What happens now? God knows but it won’t be quick and it won’t be pretty – not least because this advisory referendum has advised that Britain wishes to leave Europe, something most members of Parliament oppose.

David Cameron brought this mess on the country and unleashed a vile and virulent campaign, a sort of nasty game in which know-nothing shouting drowned out all else. It certainly drowned out his own insistence that we should remain in Europe.

What happens next can only be various degrees of chaos before life settles down; right now it feels that we’re sitting among the rubble and counting our limbs.

Plenty of the Leavers said: “I want my country back.” Well I just feel I’ve lost my country. I feel that the vile debate showed the worst of us. And now I have to live in a land where Farage, Johnson and Gove have won the argument.

Of course some on the left wanted us to come out too, so the picture is complicated to a degree, but I can’t help feel that the Tory Brexit side has ‘won’, helped along by warped coverage in many of the popular newspapers, their pages drenched in roaring prejudice.

For such a complicated decision, the level of debate has been deeply disappointing. Too much bellowing, too many clear lies, too many false dreams of freedom that could well end in nightmare.

Cameron and Osborne ran what is generally seen as a project fear campaign, delivering warning after warning. Labour leader Jeremy Corbyn kicked his heels for weeks and then placed a half-hearted shoulder behind the Remain wheel. Corbyn’s support amounted to Project Shrug with his seven-and-a-half-out-of-ten support for remain.

On the TV right now Labour MP Diane Abbott is sticking up for her man, saying he was the only leader to get the mood of the country right. Oh yeah? Perhaps if he’d actually looked like he believed what he was saying, more of the Labour undecided might have chosen remain.

As for Cameron, the architect of this mess, what happens to him now? We shall learn later today. Some of his MPs are urging him to stay, but you can bet others will be wanting him gone.
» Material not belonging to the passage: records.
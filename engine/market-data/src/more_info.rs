//! "More info" lookups: a coin's price in USD, EUR and ILS
//!
//! Results are cached in the persisted store under `moreInfo_<coinId>` so they
//! survive restarts. Every failure degrades to `None`.

use crate::config::MarketDataConfig;
use crate::error::Result;
use crate::http::{build_client, endpoint, get_json};
use crate::models::CoinMoreInfo;
use chrono::{DateTime, Utc};
use persistence::{PersistedStore, PersistedStoreExt, StorageKeys};
use reqwest::Client;
use serde_json::Value;
use std::sync::Arc;
use tracing::{debug, warn};

pub struct MoreInfoService {
    config: MarketDataConfig,
    client: Client,
    store: Arc<dyn PersistedStore>,
}

impl MoreInfoService {
    pub fn new(config: MarketDataConfig, store: Arc<dyn PersistedStore>) -> Result<Self> {
        let client = build_client(&config)?;
        Ok(Self { config, client, store })
    }

    /// USD/EUR/ILS prices for a coin, from cache when fresh
    pub async fn get_more_info(&self, coin_id: &str) -> Option<CoinMoreInfo> {
        let now = Utc::now();
        if let Some(cached) = self.cached(coin_id, now) {
            debug!(coin_id = coin_id, "More info served from cache");
            return Some(cached);
        }

        match self.fetch(coin_id, now).await {
            Ok(Some(fresh)) => {
                if let Err(e) = self.store.write(&StorageKeys::more_info(coin_id), &fresh) {
                    warn!(coin_id = coin_id, error = %e, "Failed to cache more info");
                }
                Some(fresh)
            }
            Ok(None) => {
                debug!(coin_id = coin_id, "More info response lacks a required currency");
                None
            }
            Err(e) => {
                warn!(coin_id = coin_id, error = %e, "More info request failed");
                None
            }
        }
    }

    /// Cached entry for a coin if it is still fresh at `now`
    ///
    /// Unreadable cache entries are treated as absent.
    pub fn cached(&self, coin_id: &str, now: DateTime<Utc>) -> Option<CoinMoreInfo> {
        let ttl = chrono::Duration::from_std(self.config.detail_cache_ttl()).ok()?;
        let cached: Option<CoinMoreInfo> = self.store.read(&StorageKeys::more_info(coin_id), None);
        cached.filter(|info| info.is_fresh(now, ttl))
    }

    async fn fetch(&self, coin_id: &str, now: DateTime<Utc>) -> Result<Option<CoinMoreInfo>> {
        let url = endpoint(&self.config.coingecko_base_url, &["coins", coin_id])?;
        let body = get_json(&self.client, url, &[]).await?;
        Ok(parse_more_info(&body, now))
    }
}

/// Extract `market_data.current_price.{usd,eur,ils}`; all three must be numbers
pub fn parse_more_info(body: &Value, now: DateTime<Utc>) -> Option<CoinMoreInfo> {
    let prices = body.get("market_data")?.get("current_price")?;
    let price = |currency: &str| prices.get(currency).and_then(Value::as_f64);

    let stamp = now.timestamp_millis();
    Some(CoinMoreInfo {
        usd: price("usd")?,
        eur: price("eur")?,
        ils: price("ils")?,
        last_updated: stamp,
        timestamp: stamp,
    })
}
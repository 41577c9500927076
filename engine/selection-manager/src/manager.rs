//! Stateful selection with the replace-on-overflow protocol

use crate::config::SelectionConfig;
use crate::error::{Result, SelectionError};
use crate::events::{OverflowState, SelectionChange, SelectionEvent};
use crate::rules::{self, ReplaceOption};
use crate::symbols::derive_symbols;
use market_data::CatalogIndex;
use persistence::{PersistedStore, PersistedStoreExt};
use serde_json::Value;
use std::sync::Arc;
use tracing::{debug, info, warn};

/// Owner of the selected coin ids
///
/// Every committed mutation is written through to the store before returning.
/// While a replacement decision is pending only [`confirm_replacement`] and
/// [`cancel_replacement`] are accepted.
///
/// [`confirm_replacement`]: SelectionManager::confirm_replacement
/// [`cancel_replacement`]: SelectionManager::cancel_replacement
pub struct SelectionManager {
    config: SelectionConfig,
    store: Arc<dyn PersistedStore>,
    selection: Vec<String>,
    state: OverflowState,
    catalog: CatalogIndex,
}

impl SelectionManager {
    /// Load the persisted selection
    ///
    /// Missing, corrupt or non-list data yields an empty selection. Duplicates and
    /// entries beyond `max_size` are dropped and the cleaned list is written back.
    pub fn hydrate(store: Arc<dyn PersistedStore>, config: SelectionConfig) -> Result<Self> {
        config.validate().map_err(SelectionError::Config)?;

        let stored = match store.read_value(&config.storage_key) {
            Ok(Some(value)) => value,
            Ok(None) => Value::Array(Vec::new()),
            Err(e) => {
                warn!(key = %config.storage_key, error = %e, "Stored selection is corrupt, starting empty");
                Value::Array(Vec::new())
            }
        };

        if !stored.is_array() {
            warn!(key = %config.storage_key, "Stored selection is not a list, starting empty");
        }

        let raw_ids = rules::ids_from_value(&stored);
        let raw_len = stored.as_array().map_or(0, Vec::len);
        let selection = rules::sanitize(raw_ids, config.max_size);

        let mut manager = Self {
            config,
            store,
            selection,
            state: OverflowState::Idle,
            catalog: CatalogIndex::default(),
        };

        if manager.selection.len() != raw_len || !stored.is_array() {
            warn!(
                kept = manager.selection.len(),
                found = raw_len,
                "Stored selection needed cleanup, rewriting"
            );
            manager.persist();
        }

        info!("Selection hydrated with {} coins", manager.selection.len());
        Ok(manager)
    }

    /// Replace the catalog used for replace options and symbol derivation
    pub fn set_catalog(&mut self, catalog: CatalogIndex) {
        self.catalog = catalog;
    }

    pub fn catalog(&self) -> &CatalogIndex {
        &self.catalog
    }

    pub fn config(&self) -> &SelectionConfig {
        &self.config
    }

    /// Current selection, in insertion order
    pub fn selection(&self) -> &[String] {
        &self.selection
    }

    pub fn contains(&self, id: &str) -> bool {
        self.selection.iter().any(|s| s == id)
    }

    pub fn len(&self) -> usize {
        self.selection.len()
    }

    pub fn is_empty(&self) -> bool {
        self.selection.is_empty()
    }

    pub fn can_add(&self) -> bool {
        rules::can_add(&self.selection, self.config.max_size)
    }

    pub fn state(&self) -> &OverflowState {
        &self.state
    }

    /// Id awaiting a replacement decision
    pub fn pending(&self) -> Option<&str> {
        self.state.pending()
    }

    /// Uppercase symbol of the pending coin, or its id when the catalog lacks it
    pub fn pending_symbol(&self) -> Option<String> {
        self.pending()
            .map(|id| self.catalog.symbol_for(id).unwrap_or_else(|| id.to_uppercase()))
    }

    /// Eviction candidates for the decision surface
    pub fn replace_options(&self) -> Vec<ReplaceOption> {
        rules::build_replace_options(self.catalog.cards(), &self.selection)
    }

    /// Unique uppercase ticker symbols of the selection
    pub fn symbols(&self) -> Vec<String> {
        derive_symbols(&self.selection, &self.catalog)
    }

    /// Add a coin, or open a replacement decision when the selection is full
    pub fn request_add(&mut self, id: &str) -> Result<SelectionChange> {
        self.ensure_idle()?;
        if id.is_empty() {
            return Err(SelectionError::EmptyId);
        }

        if self.contains(id) {
            debug!(coin_id = id, "Coin already selected");
            return Ok(SelectionChange::Unchanged);
        }

        if !self.can_add() {
            info!(coin_id = id, "Selection full, awaiting replacement decision");
            self.state = OverflowState::AwaitingReplacement { pending: id.to_string() };
            return Ok(SelectionChange::AwaitingReplacement {
                pending: id.to_string(),
                options: self.replace_options(),
            });
        }

        self.commit(rules::add(&self.selection, id, self.config.max_size));
        info!(coin_id = id, "Coin added to selection");
        Ok(SelectionChange::Applied(SelectionEvent::Added { id: id.to_string() }))
    }

    /// Remove a coin; absent ids are a no-op
    pub fn remove(&mut self, id: &str) -> Result<SelectionChange> {
        self.ensure_idle()?;

        if !self.contains(id) {
            return Ok(SelectionChange::Unchanged);
        }

        self.commit(rules::remove(&self.selection, id));
        info!(coin_id = id, "Coin removed from selection");
        Ok(SelectionChange::Applied(SelectionEvent::Removed { id: id.to_string() }))
    }

    /// Checkbox semantics: checked adds, unchecked removes
    pub fn toggle(&mut self, id: &str, checked: bool) -> Result<SelectionChange> {
        if checked {
            self.request_add(id)
        } else {
            self.remove(id)
        }
    }

    /// Evict `victim` in favour of the pending coin
    ///
    /// An unknown victim is rejected and the decision stays open.
    pub fn confirm_replacement(&mut self, victim: &str) -> Result<SelectionEvent> {
        let pending = self.pending().ok_or(SelectionError::NoPendingAddition)?.to_string();

        if !self.contains(victim) {
            return Err(SelectionError::NotSelected { id: victim.to_string() });
        }

        self.commit(rules::replace(&self.selection, victim, &pending, self.config.max_size));
        self.state = OverflowState::Idle;

        info!(removed = victim, added = %pending, "Replaced selected coin");
        Ok(SelectionEvent::Replaced { removed: victim.to_string(), added: pending })
    }

    /// Drop the pending coin, leaving the selection as it was
    pub fn cancel_replacement(&mut self) -> Result<String> {
        match std::mem::take(&mut self.state) {
            OverflowState::AwaitingReplacement { pending } => {
                debug!(coin_id = %pending, "Replacement cancelled");
                Ok(pending)
            }
            OverflowState::Idle => Err(SelectionError::NoPendingAddition),
        }
    }

    fn ensure_idle(&self) -> Result<()> {
        match self.pending() {
            Some(pending) => Err(SelectionError::DecisionPending { pending: pending.to_string() }),
            None => Ok(()),
        }
    }

    fn commit(&mut self, next: Vec<String>) {
        self.selection = next;
        self.persist();
    }

    fn persist(&self) {
        if let Err(e) = self.store.write(&self.config.storage_key, &self.selection) {
            warn!(key = %self.config.storage_key, error = %e, "Failed to persist selection");
        }
    }
}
The Guardian website has eight questions for David Cameron. Sensible questions such as what will be done to calm the markets, will he remain has prime minister, will he now evoke article 50 of the Lisbon Treat immediately (press the ejector seat button in other words)?

Here’s another question for David Cameron. As you look at yourself in the mirror this morning while you shave, what do you really think about yourself and what you have done? Did you ever think this is what would happen when you promised a referendum to silence all the anti-Europeans in your own party and to wipe the smile off Farage’s face? Well it didn’t work and Nigel’s gawping Teflon grin is all over the television this morning.

Whatever else you are remembered for, history will see you as the prime minister who helped push Britain out of Europe. The happy hollering of Farage and co is all very well, if upsetting, for a victory breakfast. But I can’t help feeling this is going to be a long, messy and painful divorce. And what sort of a state we’ll be in afterwards, what sort of a country we will be, is hard to say.

FOOTNOTE: Two hours after this blog was posted, David Cameron resigned as prime minister. So he will scuttle away from the blasted wasteland he has created and leave others to sort out the mess he has caused. He leaves with his integrity in tatters and his reputation shot.